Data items
- - - - - - -

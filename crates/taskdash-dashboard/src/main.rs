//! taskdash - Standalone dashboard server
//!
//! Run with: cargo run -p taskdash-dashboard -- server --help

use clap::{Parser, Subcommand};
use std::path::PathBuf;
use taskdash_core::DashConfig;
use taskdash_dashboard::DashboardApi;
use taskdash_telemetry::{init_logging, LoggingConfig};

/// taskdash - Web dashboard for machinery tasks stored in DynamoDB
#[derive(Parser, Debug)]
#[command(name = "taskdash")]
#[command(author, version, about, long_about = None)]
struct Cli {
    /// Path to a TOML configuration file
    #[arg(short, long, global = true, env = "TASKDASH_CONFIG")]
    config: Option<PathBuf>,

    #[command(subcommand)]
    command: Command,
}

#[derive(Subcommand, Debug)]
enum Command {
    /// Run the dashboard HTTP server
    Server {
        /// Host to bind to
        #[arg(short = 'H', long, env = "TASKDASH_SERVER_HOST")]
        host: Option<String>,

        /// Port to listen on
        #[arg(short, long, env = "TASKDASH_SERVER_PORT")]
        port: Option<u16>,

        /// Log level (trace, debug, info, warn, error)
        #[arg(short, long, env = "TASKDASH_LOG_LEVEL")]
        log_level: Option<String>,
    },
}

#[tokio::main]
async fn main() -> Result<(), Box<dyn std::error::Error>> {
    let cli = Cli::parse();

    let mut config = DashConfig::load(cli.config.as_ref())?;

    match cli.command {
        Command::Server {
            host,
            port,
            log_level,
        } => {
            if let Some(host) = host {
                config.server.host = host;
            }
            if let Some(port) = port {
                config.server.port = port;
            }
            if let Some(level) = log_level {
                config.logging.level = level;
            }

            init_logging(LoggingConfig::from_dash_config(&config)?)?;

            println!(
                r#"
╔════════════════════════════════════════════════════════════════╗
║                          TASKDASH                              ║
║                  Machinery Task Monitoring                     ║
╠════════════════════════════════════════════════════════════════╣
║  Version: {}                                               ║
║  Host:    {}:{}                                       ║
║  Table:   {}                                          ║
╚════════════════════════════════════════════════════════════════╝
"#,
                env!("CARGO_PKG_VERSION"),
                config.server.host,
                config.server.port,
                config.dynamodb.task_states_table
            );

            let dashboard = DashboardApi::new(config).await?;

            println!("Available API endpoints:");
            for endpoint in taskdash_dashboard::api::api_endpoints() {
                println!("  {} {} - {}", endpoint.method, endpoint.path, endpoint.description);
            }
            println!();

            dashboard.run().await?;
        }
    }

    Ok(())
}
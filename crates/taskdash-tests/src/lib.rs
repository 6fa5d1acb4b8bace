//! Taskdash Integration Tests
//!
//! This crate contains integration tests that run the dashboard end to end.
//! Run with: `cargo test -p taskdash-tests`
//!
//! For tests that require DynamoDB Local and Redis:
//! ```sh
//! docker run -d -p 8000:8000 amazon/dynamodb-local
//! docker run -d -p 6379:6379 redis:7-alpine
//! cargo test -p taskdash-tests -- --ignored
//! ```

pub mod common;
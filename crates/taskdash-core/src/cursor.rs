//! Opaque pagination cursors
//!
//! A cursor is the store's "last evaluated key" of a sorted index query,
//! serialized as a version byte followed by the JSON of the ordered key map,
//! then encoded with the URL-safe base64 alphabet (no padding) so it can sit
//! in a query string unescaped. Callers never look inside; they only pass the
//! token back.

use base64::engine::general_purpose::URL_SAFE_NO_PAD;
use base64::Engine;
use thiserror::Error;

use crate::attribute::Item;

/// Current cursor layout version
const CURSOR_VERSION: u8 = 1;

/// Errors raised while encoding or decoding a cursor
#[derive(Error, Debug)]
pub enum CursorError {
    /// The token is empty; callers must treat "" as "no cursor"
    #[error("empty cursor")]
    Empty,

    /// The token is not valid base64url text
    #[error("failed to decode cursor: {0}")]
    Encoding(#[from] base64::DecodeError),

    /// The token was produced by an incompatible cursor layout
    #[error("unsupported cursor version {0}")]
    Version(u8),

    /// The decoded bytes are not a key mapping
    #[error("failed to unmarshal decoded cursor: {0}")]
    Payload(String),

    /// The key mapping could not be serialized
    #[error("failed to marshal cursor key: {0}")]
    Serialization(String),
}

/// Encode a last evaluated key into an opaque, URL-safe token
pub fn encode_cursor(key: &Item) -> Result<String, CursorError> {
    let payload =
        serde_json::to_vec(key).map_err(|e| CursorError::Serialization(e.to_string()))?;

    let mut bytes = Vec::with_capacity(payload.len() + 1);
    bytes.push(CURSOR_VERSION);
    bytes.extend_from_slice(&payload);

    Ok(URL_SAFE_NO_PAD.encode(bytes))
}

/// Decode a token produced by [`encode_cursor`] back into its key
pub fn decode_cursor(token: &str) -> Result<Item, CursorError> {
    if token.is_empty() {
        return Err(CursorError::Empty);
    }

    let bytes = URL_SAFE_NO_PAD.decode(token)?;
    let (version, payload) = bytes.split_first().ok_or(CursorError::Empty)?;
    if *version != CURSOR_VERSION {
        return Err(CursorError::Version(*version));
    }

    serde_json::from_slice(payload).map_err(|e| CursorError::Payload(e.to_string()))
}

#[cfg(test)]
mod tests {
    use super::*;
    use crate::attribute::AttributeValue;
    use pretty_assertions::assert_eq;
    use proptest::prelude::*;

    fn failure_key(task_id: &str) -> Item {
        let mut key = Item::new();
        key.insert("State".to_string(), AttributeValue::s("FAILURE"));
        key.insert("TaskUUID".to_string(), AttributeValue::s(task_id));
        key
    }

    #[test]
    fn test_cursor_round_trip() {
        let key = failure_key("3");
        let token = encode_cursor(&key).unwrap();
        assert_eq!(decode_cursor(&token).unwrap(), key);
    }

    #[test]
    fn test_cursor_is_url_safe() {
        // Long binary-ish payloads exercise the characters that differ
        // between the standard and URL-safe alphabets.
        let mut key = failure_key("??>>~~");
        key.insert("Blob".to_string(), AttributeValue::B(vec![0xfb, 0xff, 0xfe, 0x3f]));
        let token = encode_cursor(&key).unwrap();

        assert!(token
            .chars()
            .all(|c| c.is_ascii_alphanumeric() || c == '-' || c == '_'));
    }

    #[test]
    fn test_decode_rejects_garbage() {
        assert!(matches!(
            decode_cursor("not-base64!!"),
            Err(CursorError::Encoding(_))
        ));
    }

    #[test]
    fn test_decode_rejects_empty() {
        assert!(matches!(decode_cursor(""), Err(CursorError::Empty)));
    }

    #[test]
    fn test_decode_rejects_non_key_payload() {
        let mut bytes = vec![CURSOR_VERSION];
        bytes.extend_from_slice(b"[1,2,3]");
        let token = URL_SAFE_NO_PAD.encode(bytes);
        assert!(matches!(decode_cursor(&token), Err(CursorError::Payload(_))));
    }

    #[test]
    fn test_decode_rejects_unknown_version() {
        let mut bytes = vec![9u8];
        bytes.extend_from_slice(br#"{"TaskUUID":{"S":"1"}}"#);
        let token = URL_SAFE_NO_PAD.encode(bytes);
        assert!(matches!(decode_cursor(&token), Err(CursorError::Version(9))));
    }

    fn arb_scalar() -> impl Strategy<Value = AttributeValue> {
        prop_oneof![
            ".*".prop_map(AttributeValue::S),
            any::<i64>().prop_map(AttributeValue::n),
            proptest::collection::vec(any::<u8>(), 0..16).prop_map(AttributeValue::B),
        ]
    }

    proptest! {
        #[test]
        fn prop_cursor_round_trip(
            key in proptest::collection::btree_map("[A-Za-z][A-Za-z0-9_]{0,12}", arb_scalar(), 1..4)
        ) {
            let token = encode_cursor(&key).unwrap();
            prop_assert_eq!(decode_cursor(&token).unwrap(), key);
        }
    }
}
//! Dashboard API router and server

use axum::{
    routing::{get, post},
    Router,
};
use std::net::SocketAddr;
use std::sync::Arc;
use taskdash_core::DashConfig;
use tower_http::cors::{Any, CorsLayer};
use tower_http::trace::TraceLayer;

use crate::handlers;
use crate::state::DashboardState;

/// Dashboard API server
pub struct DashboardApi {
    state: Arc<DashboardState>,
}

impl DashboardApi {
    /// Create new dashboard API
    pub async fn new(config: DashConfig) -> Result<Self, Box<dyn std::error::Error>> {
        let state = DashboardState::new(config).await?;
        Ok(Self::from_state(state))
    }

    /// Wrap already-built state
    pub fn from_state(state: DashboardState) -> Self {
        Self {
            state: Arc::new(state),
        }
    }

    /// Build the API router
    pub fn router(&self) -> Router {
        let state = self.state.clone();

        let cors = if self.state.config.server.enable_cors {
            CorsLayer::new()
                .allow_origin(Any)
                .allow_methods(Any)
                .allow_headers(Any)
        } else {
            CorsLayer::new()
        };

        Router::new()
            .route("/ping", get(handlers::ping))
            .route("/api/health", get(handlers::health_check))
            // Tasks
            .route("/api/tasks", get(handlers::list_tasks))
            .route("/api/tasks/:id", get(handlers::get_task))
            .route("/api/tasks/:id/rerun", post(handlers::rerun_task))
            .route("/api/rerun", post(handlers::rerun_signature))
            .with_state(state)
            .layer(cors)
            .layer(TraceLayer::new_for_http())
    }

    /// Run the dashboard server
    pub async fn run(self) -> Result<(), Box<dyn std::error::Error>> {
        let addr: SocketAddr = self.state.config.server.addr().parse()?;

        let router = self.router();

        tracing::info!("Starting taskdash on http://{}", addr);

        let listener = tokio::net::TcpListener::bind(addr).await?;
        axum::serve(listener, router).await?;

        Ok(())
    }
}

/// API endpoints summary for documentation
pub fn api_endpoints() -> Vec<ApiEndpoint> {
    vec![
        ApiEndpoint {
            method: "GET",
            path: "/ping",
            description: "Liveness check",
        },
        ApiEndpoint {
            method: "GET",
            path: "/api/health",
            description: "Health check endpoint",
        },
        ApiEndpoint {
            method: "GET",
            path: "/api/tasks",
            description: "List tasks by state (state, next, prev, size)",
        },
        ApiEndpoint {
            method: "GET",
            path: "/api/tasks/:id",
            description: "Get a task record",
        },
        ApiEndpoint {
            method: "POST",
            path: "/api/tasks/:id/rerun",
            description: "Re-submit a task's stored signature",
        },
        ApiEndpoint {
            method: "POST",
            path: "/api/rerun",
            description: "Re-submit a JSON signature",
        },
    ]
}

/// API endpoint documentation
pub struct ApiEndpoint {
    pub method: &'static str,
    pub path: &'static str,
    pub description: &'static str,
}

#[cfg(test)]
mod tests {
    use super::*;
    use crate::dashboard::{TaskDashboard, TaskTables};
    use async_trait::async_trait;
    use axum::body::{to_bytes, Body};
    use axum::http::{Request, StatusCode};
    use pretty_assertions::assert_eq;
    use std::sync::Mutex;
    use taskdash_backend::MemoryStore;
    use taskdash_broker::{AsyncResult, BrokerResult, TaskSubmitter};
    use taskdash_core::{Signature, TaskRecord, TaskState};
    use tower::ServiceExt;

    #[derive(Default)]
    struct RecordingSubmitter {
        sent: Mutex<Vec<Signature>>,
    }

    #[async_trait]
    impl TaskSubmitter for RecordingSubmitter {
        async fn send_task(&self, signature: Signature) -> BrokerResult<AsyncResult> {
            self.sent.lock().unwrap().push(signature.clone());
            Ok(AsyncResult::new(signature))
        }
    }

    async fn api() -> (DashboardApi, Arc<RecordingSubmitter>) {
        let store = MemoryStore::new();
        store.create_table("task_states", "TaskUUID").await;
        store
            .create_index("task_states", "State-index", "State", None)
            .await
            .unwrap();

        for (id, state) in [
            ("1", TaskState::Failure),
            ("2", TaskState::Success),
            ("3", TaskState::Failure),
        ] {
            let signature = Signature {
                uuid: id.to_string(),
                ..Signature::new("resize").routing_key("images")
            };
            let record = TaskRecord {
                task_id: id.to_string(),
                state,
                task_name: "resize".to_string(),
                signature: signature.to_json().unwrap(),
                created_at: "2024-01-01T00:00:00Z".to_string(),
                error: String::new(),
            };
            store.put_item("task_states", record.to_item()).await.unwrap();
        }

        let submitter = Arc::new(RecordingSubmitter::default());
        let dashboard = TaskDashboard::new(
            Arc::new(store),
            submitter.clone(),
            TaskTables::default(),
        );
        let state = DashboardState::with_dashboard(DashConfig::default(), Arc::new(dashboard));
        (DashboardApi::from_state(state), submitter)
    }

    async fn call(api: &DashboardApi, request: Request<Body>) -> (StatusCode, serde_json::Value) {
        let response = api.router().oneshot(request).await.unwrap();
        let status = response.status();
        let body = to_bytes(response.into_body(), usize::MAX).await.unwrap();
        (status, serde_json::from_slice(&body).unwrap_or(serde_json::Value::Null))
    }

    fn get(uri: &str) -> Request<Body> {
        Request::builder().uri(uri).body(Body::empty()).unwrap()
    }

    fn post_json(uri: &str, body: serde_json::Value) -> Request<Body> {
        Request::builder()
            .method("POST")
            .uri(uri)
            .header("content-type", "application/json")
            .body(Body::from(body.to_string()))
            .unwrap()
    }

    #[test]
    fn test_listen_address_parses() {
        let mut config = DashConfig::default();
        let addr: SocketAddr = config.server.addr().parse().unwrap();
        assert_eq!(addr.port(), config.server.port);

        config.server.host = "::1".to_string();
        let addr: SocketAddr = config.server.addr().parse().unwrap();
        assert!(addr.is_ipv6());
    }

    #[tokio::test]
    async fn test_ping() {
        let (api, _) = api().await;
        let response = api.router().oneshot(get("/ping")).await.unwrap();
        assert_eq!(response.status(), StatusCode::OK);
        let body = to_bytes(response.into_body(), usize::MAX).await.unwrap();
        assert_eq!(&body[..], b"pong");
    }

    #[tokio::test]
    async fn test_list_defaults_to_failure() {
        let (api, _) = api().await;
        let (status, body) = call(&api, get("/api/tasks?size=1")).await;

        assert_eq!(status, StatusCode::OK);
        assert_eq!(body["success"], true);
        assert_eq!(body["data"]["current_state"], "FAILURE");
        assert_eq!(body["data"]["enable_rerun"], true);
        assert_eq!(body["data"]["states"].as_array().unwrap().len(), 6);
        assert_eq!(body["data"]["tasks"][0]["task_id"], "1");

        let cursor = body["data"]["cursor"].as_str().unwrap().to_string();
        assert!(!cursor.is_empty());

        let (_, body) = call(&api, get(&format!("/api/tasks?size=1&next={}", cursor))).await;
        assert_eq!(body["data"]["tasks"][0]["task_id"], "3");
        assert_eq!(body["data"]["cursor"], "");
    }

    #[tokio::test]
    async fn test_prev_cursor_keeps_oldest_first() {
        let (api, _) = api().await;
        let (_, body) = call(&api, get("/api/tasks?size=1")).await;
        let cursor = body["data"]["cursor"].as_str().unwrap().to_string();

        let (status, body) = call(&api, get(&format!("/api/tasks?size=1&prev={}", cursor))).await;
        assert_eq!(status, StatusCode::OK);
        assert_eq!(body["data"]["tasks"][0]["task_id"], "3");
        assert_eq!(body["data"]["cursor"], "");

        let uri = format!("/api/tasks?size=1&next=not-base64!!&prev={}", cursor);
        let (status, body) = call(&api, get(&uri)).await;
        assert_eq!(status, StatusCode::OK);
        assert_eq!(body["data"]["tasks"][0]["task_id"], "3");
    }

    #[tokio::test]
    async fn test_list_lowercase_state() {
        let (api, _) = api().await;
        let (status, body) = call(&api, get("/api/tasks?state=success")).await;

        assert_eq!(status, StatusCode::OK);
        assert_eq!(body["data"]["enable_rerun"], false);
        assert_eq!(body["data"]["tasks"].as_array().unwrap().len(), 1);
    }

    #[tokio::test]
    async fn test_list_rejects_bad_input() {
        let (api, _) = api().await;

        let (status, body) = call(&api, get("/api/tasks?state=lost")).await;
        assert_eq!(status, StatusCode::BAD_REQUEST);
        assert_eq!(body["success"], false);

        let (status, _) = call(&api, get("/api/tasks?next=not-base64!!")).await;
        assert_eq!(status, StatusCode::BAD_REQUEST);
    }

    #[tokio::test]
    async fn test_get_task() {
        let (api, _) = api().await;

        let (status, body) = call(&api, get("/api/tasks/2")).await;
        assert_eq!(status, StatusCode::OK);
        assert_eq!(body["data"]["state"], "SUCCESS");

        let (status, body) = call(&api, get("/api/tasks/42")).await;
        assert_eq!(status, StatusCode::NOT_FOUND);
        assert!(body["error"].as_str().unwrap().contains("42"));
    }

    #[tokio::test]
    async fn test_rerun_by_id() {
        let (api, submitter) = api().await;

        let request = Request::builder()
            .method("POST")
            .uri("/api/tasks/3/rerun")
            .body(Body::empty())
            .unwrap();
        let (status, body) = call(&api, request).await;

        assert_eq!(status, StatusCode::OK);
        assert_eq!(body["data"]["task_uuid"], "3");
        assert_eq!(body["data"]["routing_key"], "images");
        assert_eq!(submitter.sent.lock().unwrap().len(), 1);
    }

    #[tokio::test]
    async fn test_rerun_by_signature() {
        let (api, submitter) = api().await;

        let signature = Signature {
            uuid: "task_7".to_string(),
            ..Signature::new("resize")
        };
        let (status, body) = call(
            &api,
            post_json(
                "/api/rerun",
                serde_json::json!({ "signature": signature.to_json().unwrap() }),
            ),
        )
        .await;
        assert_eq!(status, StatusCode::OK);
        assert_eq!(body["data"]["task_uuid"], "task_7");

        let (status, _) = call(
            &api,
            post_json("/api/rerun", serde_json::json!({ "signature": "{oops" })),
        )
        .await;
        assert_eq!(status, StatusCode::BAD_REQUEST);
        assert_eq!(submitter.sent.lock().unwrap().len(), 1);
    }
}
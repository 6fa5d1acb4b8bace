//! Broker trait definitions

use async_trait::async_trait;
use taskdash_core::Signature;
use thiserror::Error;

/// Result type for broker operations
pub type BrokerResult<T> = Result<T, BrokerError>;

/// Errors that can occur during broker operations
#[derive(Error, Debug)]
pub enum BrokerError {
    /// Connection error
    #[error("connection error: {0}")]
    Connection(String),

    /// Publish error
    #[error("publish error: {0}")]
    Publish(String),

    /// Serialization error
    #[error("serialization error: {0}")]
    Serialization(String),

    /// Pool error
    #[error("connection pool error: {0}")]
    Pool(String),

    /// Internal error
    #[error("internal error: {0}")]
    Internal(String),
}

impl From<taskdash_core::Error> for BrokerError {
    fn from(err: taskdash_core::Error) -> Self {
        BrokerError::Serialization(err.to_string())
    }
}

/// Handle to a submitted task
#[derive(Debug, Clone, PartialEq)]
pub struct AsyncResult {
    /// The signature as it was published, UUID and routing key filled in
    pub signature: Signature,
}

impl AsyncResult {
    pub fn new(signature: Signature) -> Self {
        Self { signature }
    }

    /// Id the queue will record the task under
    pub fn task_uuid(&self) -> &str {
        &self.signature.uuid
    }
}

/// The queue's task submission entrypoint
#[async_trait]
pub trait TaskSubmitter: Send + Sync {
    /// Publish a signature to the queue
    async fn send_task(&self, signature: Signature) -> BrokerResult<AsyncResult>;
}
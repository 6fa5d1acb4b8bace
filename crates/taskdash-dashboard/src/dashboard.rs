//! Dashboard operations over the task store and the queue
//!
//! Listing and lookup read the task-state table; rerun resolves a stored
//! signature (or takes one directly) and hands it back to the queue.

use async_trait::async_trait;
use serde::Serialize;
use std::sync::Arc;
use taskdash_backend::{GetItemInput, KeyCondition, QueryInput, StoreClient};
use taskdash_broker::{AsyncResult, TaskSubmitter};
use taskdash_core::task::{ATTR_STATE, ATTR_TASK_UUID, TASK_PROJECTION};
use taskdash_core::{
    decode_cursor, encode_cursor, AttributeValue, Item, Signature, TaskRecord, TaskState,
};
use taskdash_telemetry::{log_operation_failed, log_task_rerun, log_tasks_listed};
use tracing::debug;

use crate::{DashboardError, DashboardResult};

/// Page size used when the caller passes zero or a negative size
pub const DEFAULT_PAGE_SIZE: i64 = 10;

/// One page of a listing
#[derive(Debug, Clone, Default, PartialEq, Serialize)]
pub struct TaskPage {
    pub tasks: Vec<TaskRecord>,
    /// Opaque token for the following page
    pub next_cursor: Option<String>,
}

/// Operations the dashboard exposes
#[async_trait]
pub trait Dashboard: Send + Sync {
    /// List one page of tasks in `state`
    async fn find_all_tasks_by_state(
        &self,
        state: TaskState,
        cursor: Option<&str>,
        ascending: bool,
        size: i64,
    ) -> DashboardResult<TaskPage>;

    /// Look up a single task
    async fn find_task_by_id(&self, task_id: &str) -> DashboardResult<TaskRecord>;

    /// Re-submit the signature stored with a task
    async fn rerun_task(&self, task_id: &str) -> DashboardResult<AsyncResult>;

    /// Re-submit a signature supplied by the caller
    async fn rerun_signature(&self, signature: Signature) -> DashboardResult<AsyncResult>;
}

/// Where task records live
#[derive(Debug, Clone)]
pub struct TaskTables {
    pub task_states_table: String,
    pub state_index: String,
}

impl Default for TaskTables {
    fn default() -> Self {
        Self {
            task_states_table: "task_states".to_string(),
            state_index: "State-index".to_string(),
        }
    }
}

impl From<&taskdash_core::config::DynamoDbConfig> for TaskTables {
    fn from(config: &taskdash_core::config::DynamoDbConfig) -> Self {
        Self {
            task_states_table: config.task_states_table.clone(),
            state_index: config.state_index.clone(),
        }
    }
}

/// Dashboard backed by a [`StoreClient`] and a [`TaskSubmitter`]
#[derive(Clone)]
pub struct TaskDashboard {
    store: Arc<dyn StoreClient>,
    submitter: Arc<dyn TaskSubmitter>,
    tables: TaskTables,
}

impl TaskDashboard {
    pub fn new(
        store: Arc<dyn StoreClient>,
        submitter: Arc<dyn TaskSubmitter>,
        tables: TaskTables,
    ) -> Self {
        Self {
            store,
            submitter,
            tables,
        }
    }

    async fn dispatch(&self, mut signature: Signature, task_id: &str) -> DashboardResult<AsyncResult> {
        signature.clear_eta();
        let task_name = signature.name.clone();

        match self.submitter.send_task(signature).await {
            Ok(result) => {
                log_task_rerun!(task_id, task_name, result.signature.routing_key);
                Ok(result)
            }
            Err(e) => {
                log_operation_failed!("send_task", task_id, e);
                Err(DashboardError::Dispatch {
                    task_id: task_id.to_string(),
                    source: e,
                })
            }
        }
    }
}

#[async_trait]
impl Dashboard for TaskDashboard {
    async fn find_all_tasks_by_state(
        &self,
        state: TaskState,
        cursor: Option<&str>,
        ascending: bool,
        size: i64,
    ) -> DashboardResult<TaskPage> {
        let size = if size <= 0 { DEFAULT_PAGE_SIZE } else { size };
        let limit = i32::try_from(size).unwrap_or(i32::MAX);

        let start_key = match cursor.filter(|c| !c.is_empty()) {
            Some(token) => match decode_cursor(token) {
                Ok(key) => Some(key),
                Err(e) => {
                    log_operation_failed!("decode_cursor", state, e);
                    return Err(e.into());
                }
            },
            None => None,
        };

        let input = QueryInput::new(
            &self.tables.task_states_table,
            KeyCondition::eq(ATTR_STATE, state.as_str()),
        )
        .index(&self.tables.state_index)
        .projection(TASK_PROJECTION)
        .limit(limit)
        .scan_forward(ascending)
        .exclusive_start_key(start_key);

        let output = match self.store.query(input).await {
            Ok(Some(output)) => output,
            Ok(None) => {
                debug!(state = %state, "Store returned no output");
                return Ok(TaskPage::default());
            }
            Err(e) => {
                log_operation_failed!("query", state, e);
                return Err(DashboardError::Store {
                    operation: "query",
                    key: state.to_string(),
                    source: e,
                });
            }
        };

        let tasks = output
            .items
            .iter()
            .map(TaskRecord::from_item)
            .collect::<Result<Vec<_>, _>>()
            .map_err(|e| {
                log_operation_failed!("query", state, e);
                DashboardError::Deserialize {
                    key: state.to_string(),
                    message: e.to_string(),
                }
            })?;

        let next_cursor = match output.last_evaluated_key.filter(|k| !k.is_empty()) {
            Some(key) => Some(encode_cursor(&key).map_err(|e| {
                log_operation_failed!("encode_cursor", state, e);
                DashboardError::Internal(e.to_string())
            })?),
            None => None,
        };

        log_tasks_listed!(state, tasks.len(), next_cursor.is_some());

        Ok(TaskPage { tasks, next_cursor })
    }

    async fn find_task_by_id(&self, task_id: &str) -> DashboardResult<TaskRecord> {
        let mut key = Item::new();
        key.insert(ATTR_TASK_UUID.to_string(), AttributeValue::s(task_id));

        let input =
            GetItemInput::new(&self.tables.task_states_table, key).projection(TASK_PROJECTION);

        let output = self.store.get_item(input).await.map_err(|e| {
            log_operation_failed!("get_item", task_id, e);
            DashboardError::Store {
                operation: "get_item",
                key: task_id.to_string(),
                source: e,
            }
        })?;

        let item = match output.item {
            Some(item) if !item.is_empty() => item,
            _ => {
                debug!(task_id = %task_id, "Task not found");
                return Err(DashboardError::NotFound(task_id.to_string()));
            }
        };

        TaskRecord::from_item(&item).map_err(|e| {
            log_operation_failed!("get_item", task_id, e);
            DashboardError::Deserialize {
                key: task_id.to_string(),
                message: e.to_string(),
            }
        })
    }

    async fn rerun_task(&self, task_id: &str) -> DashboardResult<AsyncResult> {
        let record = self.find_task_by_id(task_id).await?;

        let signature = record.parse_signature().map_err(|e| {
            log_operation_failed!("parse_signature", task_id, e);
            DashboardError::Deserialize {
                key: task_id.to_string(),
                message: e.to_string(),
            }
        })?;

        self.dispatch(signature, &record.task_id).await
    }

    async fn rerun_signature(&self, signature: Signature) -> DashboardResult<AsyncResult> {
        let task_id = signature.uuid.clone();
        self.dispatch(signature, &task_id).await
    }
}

- - - - - - -

**Your instructions:** Using the data above, print exactly the lines from the line that contains "signature to the queue" through the line that contains "resolves a stored", with both included.

**Response area:**
    /// Publish a signature to the queue
    async fn send_task(&self, signature: Signature) -> BrokerResult<AsyncResult>;
}
repository 6fa5d1acb4b8bace
filename crates/taskdash-dashboard/src/dashboard.rs
//! Dashboard operations over the task store and the queue
//!
//! Listing and lookup read the task-state table; rerun resolves a stored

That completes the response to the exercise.